//! INI serialization logic for converting `ConfigFile` → INI string.
//!
//! Produces the commented INI representation written to `config.ini`.

use super::settings::ConfigFile;

/// Convert a `ConfigFile` to a commented INI string for saving.
pub(super) fn to_config_string(config: &ConfigFile) -> String {
    let region = config.cloud.region.as_deref().unwrap_or("");
    let key_name = config.build.key_name.as_deref().unwrap_or("");
    let key_file = config
        .build
        .key_file
        .as_ref()
        .map(|p| p.display().to_string())
        .unwrap_or_default();
    let key_path = config
        .remote
        .key_path
        .as_ref()
        .map(|p| p.display().to_string())
        .unwrap_or_default();

    format!(
        r#"[cloud]
; Identity v2 endpoint labs authenticate against
auth_url = {}
; Account user name
username = {}
; Account API key
api_key = {}
; Preferred compute region; empty picks the first catalog entry
region = {}

[build]
; Instances built at once (default: 10)
concurrency = {}
; Flavor RAM per node role in MB; flavors are matched by exact RAM
controller_ram_mb = {}
compute_ram_mb = {}
; Image name fragment or image id (default: ubuntu)
image = {}
; CIDR for each lab's isolated network
net_cidr = {}
; Keypair injected into every instance; empty disables key injection
key_name = {}
; Public key file registered under key_name when the keypair is missing
key_file = {}
; Attach the provider's internal service network (default: true)
attach_service_net = {}
; Attempt budget for the create-instance call (default: 10)
create_attempts = {}
; Attempt budget for the status poll loop (default: 100)
poll_attempts = {}
; Delay between retry attempts in seconds (default: 5)
retry_delay_secs = {}
; Times one node may be rebuilt after ERROR states (default: 3)
requeue_ceiling = {}

[remote]
; Login user on freshly built nodes (default: root)
user = {}
; SSH port (default: 22)
port = {}
; Identity file; empty lets ssh pick one up itself
key_path = {}
; Connection attempts per remote command (default: 3)
connect_attempts = {}
; Keepalive interval in seconds (default: 15)
keepalive_secs = {}

[logging]
; Log file path
file = {}
"#,
        config.cloud.auth_url,
        config.cloud.username,
        config.cloud.api_key,
        region,
        config.build.concurrency,
        config.build.controller_ram_mb,
        config.build.compute_ram_mb,
        config.build.image,
        config.build.net_cidr,
        key_name,
        key_file,
        config.build.attach_service_net,
        config.build.create_attempts,
        config.build.poll_attempts,
        config.build.retry_delay_secs,
        config.build.requeue_ceiling,
        config.remote.user,
        config.remote.port,
        key_path,
        config.remote.connect_attempts,
        config.remote.keepalive_secs,
        config.logging.file.display(),
    )
}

-------------------------

Task instructions: All lines above that include the word "port" should be located and copied.

Solution for this task:
; SSH port (default: 22)
port = {}
        config.remote.port,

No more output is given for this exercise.